We expected a learning curve. We’d added weight to both ends and windage aft. We’d loaded Cetacea with massive amounts of food. We knew that there would be some effect and expected to tune both the rig (once we could find someone to unstep and restep the mast for us) and the allocation of weight in the various spaces. We expected to find problems in our shakedown cruise and fix them. We did not expect what happened.
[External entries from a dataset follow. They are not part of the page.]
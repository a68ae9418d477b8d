// Copyright (c) 2026 ALAS Technology. MIT License.
// See LICENSE for details.

//! # Hiero CLI
//!
//! Entry point for the `hiero` binary. Parses CLI arguments, initializes
//! logging, runs one offline command and prints its result.
//!
//! - `id`       — parse an entity ID
//! - `checksum` — compute or verify an entity ID checksum
//! - `keygen`   — generate a private key
//! - `mnemonic` — generate or recover a phrase and derive a key
//! - `config`   — validate a client configuration file

mod cli;
mod logging;

use anyhow::{bail, Context, Result};
use clap::Parser;
use serde::Serialize;

use hiero_sdk::{Client, EntityId, LedgerId, Mnemonic, PrivateKey};

use cli::{Commands, HieroCli};

fn main() -> Result<()> {
    let cli = HieroCli::parse();
    logging::init_logging(&cli.log_level, cli.log_format);

    let report = match cli.command {
        Commands::Id(args) => id(args)?,
        Commands::Checksum(args) => checksum(args)?,
        Commands::Keygen(args) => keygen(args),
        Commands::Mnemonic(args) => mnemonic(args)?,
        Commands::Config(args) => config(args)?,
    };
    print!("{}", render(&report, cli.json)?);
    Ok(())
}

// ---------------------------------------------------------------------------
// Reports
// ---------------------------------------------------------------------------

/// Command output: a flat list of labelled values, rendered as aligned text
/// or as a JSON object. Fields keep the order they were added in.
#[derive(Debug, Default, Serialize)]
#[serde(transparent)]
struct Report(serde_json::Map<String, serde_json::Value>);

impl Report {
    fn field(mut self, name: &str, value: impl Serialize) -> Self {
        let value = serde_json::to_value(value).unwrap_or(serde_json::Value::Null);
        self.0.insert(name.to_string(), value);
        self
    }

    fn merge(mut self, other: Report) -> Self {
        self.0.extend(other.0);
        self
    }
}

fn render(report: &Report, json: bool) -> Result<String> {
    if json {
        return Ok(serde_json::to_string_pretty(report)? + "\n");
    }
    let width = report.0.keys().map(String::len).max().unwrap_or(0);
    let mut out = String::new();
    for (name, value) in &report.0 {
        let text = match value {
            serde_json::Value::Null => "-".to_string(),
            serde_json::Value::String(s) => s.clone(),
            serde_json::Value::Array(items) => items
                .iter()
                .map(|item| item.as_str().map_or_else(|| item.to_string(), str::to_string))
                .collect::<Vec<_>>()
                .join(", "),
            other => other.to_string(),
        };
        out.push_str(&format!("{name:<width$} : {text}\n"));
    }
    Ok(out)
}

// ---------------------------------------------------------------------------
// Commands
// ---------------------------------------------------------------------------

fn parse_ledger(text: &str) -> Result<LedgerId> {
    text.parse().with_context(|| format!("invalid ledger `{text}`"))
}

fn id(args: cli::IdArgs) -> Result<Report> {
    let id = EntityId::parse(&args.text).with_context(|| format!("invalid id `{}`", args.text))?;
    let mut report = Report::default()
        .field("id", id.to_string())
        .field("shard", id.shard)
        .field("realm", id.realm)
        .field("num", id.num)
        .field("checksum", id.checksum.map(|c| c.as_str().to_string()));

    if let Some(ledger) = args.ledger.as_deref() {
        let ledger = parse_ledger(ledger)?;
        id.validate_checksum(&ledger)?;
        report = report
            .field("ledger", ledger.to_string())
            .field("with_checksum", id.to_string_with_checksum(&ledger));
    }
    Ok(report)
}

fn checksum(args: cli::ChecksumArgs) -> Result<Report> {
    let id = EntityId::parse(&args.id).with_context(|| format!("invalid id `{}`", args.id))?;
    let ledger = parse_ledger(&args.ledger)?;
    let valid = id.checksum.map(|_| id.validate_checksum(&ledger).is_ok());
    tracing::debug!(%id, %ledger, ?valid, "checksum computed");

    let report = Report::default()
        .field("ledger", ledger.to_string())
        .field("with_checksum", id.to_string_with_checksum(&ledger))
        .field("given_checksum_valid", valid);
    if valid == Some(false) {
        bail!(
            "checksum of `{}` does not match ledger {ledger}, expected {}",
            args.id,
            id.to_string_with_checksum(&ledger)
        );
    }
    Ok(report)
}

fn key_report(key: &PrivateKey, curve: &str) -> Report {
    let public_key = key.public_key();
    Report::default()
        .field("curve", curve)
        .field("private_key", key.to_string())
        .field("public_key", public_key.to_string())
        .field("public_key_raw", public_key.to_string_raw())
        .field(
            "evm_address",
            public_key.to_evm_address().map(|address| format!("0x{}", hex::encode(address))),
        )
}

fn keygen(args: cli::KeygenArgs) -> Report {
    let key = PrivateKey::generate(args.curve.algorithm());
    tracing::info!(curve = args.curve.name(), "key generated");
    key_report(&key, args.curve.name())
}

fn mnemonic(args: cli::MnemonicArgs) -> Result<Report> {
    let mnemonic = match args.phrase.as_deref() {
        Some(phrase) => phrase
            .parse::<Mnemonic>()
            .context("invalid recovery phrase")?,
        None => match args.words {
            12 => Mnemonic::generate_12()?,
            24 => Mnemonic::generate_24()?,
            other => bail!("--words must be 12 or 24, got {other}"),
        },
    };

    let key = match args.curve {
        cli::Curve::Ed25519 => {
            mnemonic.to_standard_ed25519_private_key(&args.passphrase, args.index)?
        }
        cli::Curve::Ecdsa => {
            mnemonic.to_standard_ecdsa_secp256k1_private_key(&args.passphrase, args.index)?
        }
    };
    Ok(Report::default()
        .field("mnemonic", mnemonic.to_string())
        .field("index", args.index)
        .merge(key_report(&key, args.curve.name())))
}

fn config(args: cli::ConfigArgs) -> Result<Report> {
    let client = Client::from_config_file(&args.path)
        .with_context(|| format!("failed to load {}", args.path.display()))?;

    let nodes: Vec<String> = client
        .network()
        .nodes()
        .iter()
        .map(|node| {
            let addresses: Vec<String> =
                node.addresses().iter().map(ToString::to_string).collect();
            format!("{} @ {}", node.account_id(), addresses.join(" "))
        })
        .collect();
    Ok(Report::default()
        .field("ledger", client.ledger_id().map(|ledger| ledger.to_string()))
        .field("nodes", nodes)
        .field("mirror_network", client.mirror_network())
        .field("operator", client.operator_account_id().map(|id| id.to_string())))
}

#[cfg(test)]
mod tests {
    use super::*;
    use std::io::Write;

    #[test]
    fn id_with_ledger_adds_checksum() {
        let report = id(cli::IdArgs {
            text: "0.0.123".into(),
            ledger: Some("testnet".into()),
        })
        .unwrap();
        assert_eq!(report.0["with_checksum"], "0.0.123-esxsf");
        assert_eq!(report.0["checksum"], serde_json::Value::Null);
    }

    #[test]
    fn id_with_wrong_checksum_fails() {
        let result = id(cli::IdArgs {
            text: "0.0.123-vfmkw".into(),
            ledger: Some("testnet".into()),
        });
        assert!(result.is_err());
    }

    #[test]
    fn checksum_for_each_network() {
        for (ledger, expected) in [
            ("mainnet", "0.0.3-tzfmz"),
            ("testnet", "0.0.3-dmqui"),
        ] {
            let report = checksum(cli::ChecksumArgs {
                id: "0.0.3".into(),
                ledger: ledger.into(),
            })
            .unwrap();
            assert_eq!(report.0["with_checksum"], expected);
        }
    }

    #[test]
    fn recovered_phrase_is_deterministic() {
        let phrase = Mnemonic::generate_12().unwrap().to_string();
        let args = || cli::MnemonicArgs {
            words: 24,
            phrase: Some(phrase.clone()),
            index: 1,
            passphrase: String::new(),
            curve: cli::Curve::Ecdsa,
        };
        let first = mnemonic(args()).unwrap();
        let second = mnemonic(args()).unwrap();
        assert_eq!(first.0["private_key"], second.0["private_key"]);
        assert_eq!(first.0["curve"], "ecdsa-secp256k1");
    }

    #[test]
    fn bad_word_count_is_rejected() {
        let result = mnemonic(cli::MnemonicArgs {
            words: 18,
            phrase: None,
            index: 0,
            passphrase: String::new(),
            curve: cli::Curve::Ed25519,
        });
        assert!(result.is_err());
    }

    #[test]
    fn config_file_summary() {
        let mut file = tempfile::NamedTempFile::new().unwrap();
        write!(
            file,
            r#"{{"network": {{"127.0.0.1:50211": "0.0.3"}}, "mirrorNetwork": ["127.0.0.1:5600"]}}"#
        )
        .unwrap();

        let report = config(cli::ConfigArgs {
            path: file.path().to_path_buf(),
        })
        .unwrap();
        assert_eq!(report.0["nodes"][0], "0.0.3 @ 127.0.0.1:50211");
        assert_eq!(report.0["operator"], serde_json::Value::Null);
    }

    #[test]
    fn fields_render_in_insertion_order() {
        let report = Report::default().field("zeta", 1).field("alpha", 2).field("mid", 3);
        assert_eq!(render(&report, false).unwrap(), "zeta  : 1\nalpha : 2\nmid   : 3\n");

        let key = keygen(cli::KeygenArgs {
            curve: cli::Curve::Ecdsa,
        });
        let labels: Vec<&str> = key.0.keys().map(String::as_str).collect();
        assert_eq!(
            labels,
            ["curve", "private_key", "public_key", "public_key_raw", "evm_address"]
        );
        assert!(key.0["evm_address"].as_str().unwrap().starts_with("0x"));
    }

    #[test]
    fn text_rendering_aligns_labels() {
        let report = Report::default().field("a", "x").field("long", vec!["p", "q"]);
        assert_eq!(render(&report, false).unwrap(), "a    : x\nlong : p, q\n");
        assert!(render(&report, true).unwrap().contains("\"long\""));
    }
}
What we learned very intensely over the past few months is that our shit was beat to fuck by a marina that was beat to fuck. The horrible state of the marina and the pounding we got in any wind between west and southeast were the main motivating factors for us getting away as fast as we did. That was the most brutal winter we’ve ever spent on the boat and we surely felt it. Since we did, it’s now obvious that we could have expected what we discovered. Believe me, Cetacea took the brunt of it.

My Cetacea

There were more days under ten degrees than we ever want to see again for the rest of our lives. We tried to keep the boat at a liveable temperature, which has worked in the past for keeping the engine above freezing, but the temperature shocks were too intense. The constant jerk and snatch of the dock moving just before the boat on each snarling wave wore through docklines, of course, but also put every part of the boat through cyclical stresses that we’ve been recuperating from for months now. What wasn’t shaken loose was left brittle, including the timing gear cover gasket and bolts. Remember that shit?!

Timing gear case, removed

Too many systems we once thought completely functional have been proven otherwise and rebuilt or replaced. We both now believe the boat is sturdy and seaworthy, just in time for our weather to go to shit.

On Block Island

Today, anchored in the Great Salt Pond of Block Island, is our first taste of what I (James) believe to be our new weather norm. Strong winds to gales from the southwest clocking around to the south-southeast throughout the days and calming overnight. It’s pretty shitty for an easterly run across the Atlantic but an almost perfect recipe for a Downeast reach to Canada followed by a coastal cruise south with the first nor’easters after the hurricanes. We know this one. Hell we even love this one as long as it takes us at least 1000 nautical miles south of New England for the winter.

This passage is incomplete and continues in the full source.